KALAMATA, Greece — Nine survivors of a migrant boat sinking were arrested Thursday on suspicion of smuggling as hope faded for hundreds of other passengers who were missing and attention turned to Greece’s failure to act before the overcrowded ship capsized.

The trawler may have carried as many as 750 passengers, including women and children who were likely trapped in the hold as the vessel overturned and went down early Wednesday. That could make the sinking one of the deadliest ever in the central Mediterranean Sea.

A huge search-and-rescue operation initially recovered 78 bodies and picked up 104 survivors — all men and boys. But no more have been found.

Meanwhile, Greek authorities were criticized for not acting to rescue the migrants, even though a coast guard vessel escorted the trawler for hours and watched helplessly as it sank in minutes. Greek officials argued that the migrants repeatedly refused assistance and insisted on continuing to Italy.

Legal experts said that was no excuse.

The coast guard said late Thursday that it had arrested nine survivors on suspicion of belonging to the smuggling ring that arranged the voyage. State-run ERT TV said the suspects were all Egyptians, adding that the ship originally left an Egyptian port for the area of Tobruk in eastern Libya, where it picked up the migrants.

Relatives of the migrants — who each paid thousands of dollars for passage on the battered vessel — gathered in the southern port city of Kalamata to look for their loved ones.

Kassem Abu Zeed, 34, said he got the first flight from Germany to Greece after realizing his wife and brother-in-law were on the trawler.

“The last time we spoke was eight days ago, and (my wife) told me that she was getting ready to get on the boat,” Abu Zeed told The Associated Press. “She had paid $5,000” to smugglers. “And then we all know what happened.”

Abu Zeed, a Syrian refugee living in Hamburg, said Esra Aoun, 21, and her 19-year-old brother, Abdullah, risked the crossing from Libya to Italy after they failed to find a legal way to join him in Germany.

The chances are low that Abu Zeed’s wife survived the sinking about 45 miles offshore. None of those rescued were women.

Now he hopes Abdullah may be among the men from Syria, Egypt, Pakistan and the Palestinian territories who are being temporarily housed in a Kalamata warehouse or recuperating in hospitals from hypothermia and exposure.

The chances of finding more survivors “are minimal,” retired Greek coast guard Adm.

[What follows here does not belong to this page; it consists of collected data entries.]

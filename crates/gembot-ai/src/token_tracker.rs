//! Token usage tracking across a session.

use crate::TokenUsage;

/// Tracks cumulative token usage for one conversation.
#[derive(Debug, Default)]
pub struct TokenTracker {
    total: TokenUsage,
    /// Number of successful API calls recorded.
    call_count: u64,
}

impl TokenTracker {
    pub fn new() -> Self {
        Self::default()
    }

    /// Record token usage from an API call.
    pub fn record(&mut self, usage: &TokenUsage) {
        self.total.input_tokens = self.total.input_tokens.saturating_add(usage.input_tokens);
        self.total.output_tokens = self.total.output_tokens.saturating_add(usage.output_tokens);
        self.call_count += 1;
    }

    /// Get total token usage.
    pub fn total(&self) -> &TokenUsage {
        &self.total
    }

    /// Get total tokens (input + output).
    pub fn total_tokens(&self) -> u64 {
        self.total.total_tokens()
    }

    /// Get number of API calls.
    pub fn call_count(&self) -> u64 {
        self.call_count
    }
}
//! Capability factory: explicit configuration in, open conversation out.

use async_trait::async_trait;
use tracing::info;

use crate::{AiClient, AiError, GeminiClient, GeminiConfig, Session};

/// An open conversation: the client plus the history it has accumulated.
pub struct Conversation {
    client: Box<dyn AiClient>,
    session: Session,
}

impl Conversation {
    pub fn new(client: Box<dyn AiClient>, session: Session) -> Self {
        Self { client, session }
    }

    /// Forward one user message and return the reply text.
    pub async fn send(&mut self, text: &str) -> Result<String, AiError> {
        self.session.chat(self.client.as_ref(), text).await
    }

    pub fn session(&self) -> &Session {
        &self.session
    }
}

/// Opens conversations against a remote capability.
#[async_trait]
pub trait Connector: Send + Sync {
    async fn connect(&self, config: GeminiConfig) -> Result<Conversation, AiError>;
}

/// Connects to the Gemini API.
#[derive(Debug, Default, Clone, Copy)]
pub struct GeminiConnector;

#[async_trait]
impl Connector for GeminiConnector {
    async fn connect(&self, config: GeminiConfig) -> Result<Conversation, AiError> {
        let mut session = Session::new("gemini");
        if let Some(ref instruction) = config.system_instruction {
            session = session.with_system_prompt(instruction.clone());
        }

        let verify = config.verify_on_connect;
        let client = GeminiClient::new(config)?;
        if verify {
            client.verify().await?;
        }

        info!(model = %client.config().model, "conversation opened");
        Ok(Conversation::new(Box::new(client), session))
    }
}
//! Remote API connection settings.

use gembot_common::{DEFAULT_API_BASE, DEFAULT_KEY_ENV};
use serde::{Deserialize, Serialize};

/// API connection configuration.
#[derive(Debug, Clone, Serialize, Deserialize)]
#[serde(default)]
pub struct ApiConfig {
    /// Name of the environment variable holding the API key.
    pub key_env: String,
    pub base_url: String,
    /// Probe the model endpoint once when the session is opened.
    pub verify_on_connect: bool,
    pub connect_timeout_secs: u64,
    /// Whole-request timeout. Unset means the HTTP client default (none).
    pub request_timeout_secs: Option<u64>,
}

impl Default for ApiConfig {
    fn default() -> Self {
        Self {
            key_env: DEFAULT_KEY_ENV.to_string(),
            base_url: DEFAULT_API_BASE.to_string(),
            verify_on_connect: true,
            connect_timeout_secs: 10,
            request_timeout_secs: None,
        }
    }
}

Nikos Spanos told ERT.

The U.N. migration agency, known as IOM, estimated the number of passengers based on interviews with survivors and said the passengers included at least 40 kids.

Erasmia Roumana, head of a United Nations refugee agency delegation, said many of the survivors have friends and relatives unaccounted for.

“They want to get in touch with their families to tell them they are OK, and they keep asking about the missing,” Roumana said.

Mohamed Abdi Marwan, who spoke by phone from Kobani, a Kurdish majority town in Syria, said five of his relatives were on the boat, including a 14-year-old. Marwan said he has heard nothing about them since the vessel sank.

He believes his nephew Ali Sheikhi, 29, is alive, after relatives spotted him in photos of survivors, but that has not been confirmed.

“Those smugglers were supposed to only have 500 on the boat and now we hear there were 750. What is this? Are they cattle or humans? How can they do this?” Marwan said.

He said each of his relatives paid $6,000 for the trip.

Greek authorities said the vessel appeared to be sailing normally until shortly before it sank and refused repeated rescue offers. But activists said they received repeated distress calls.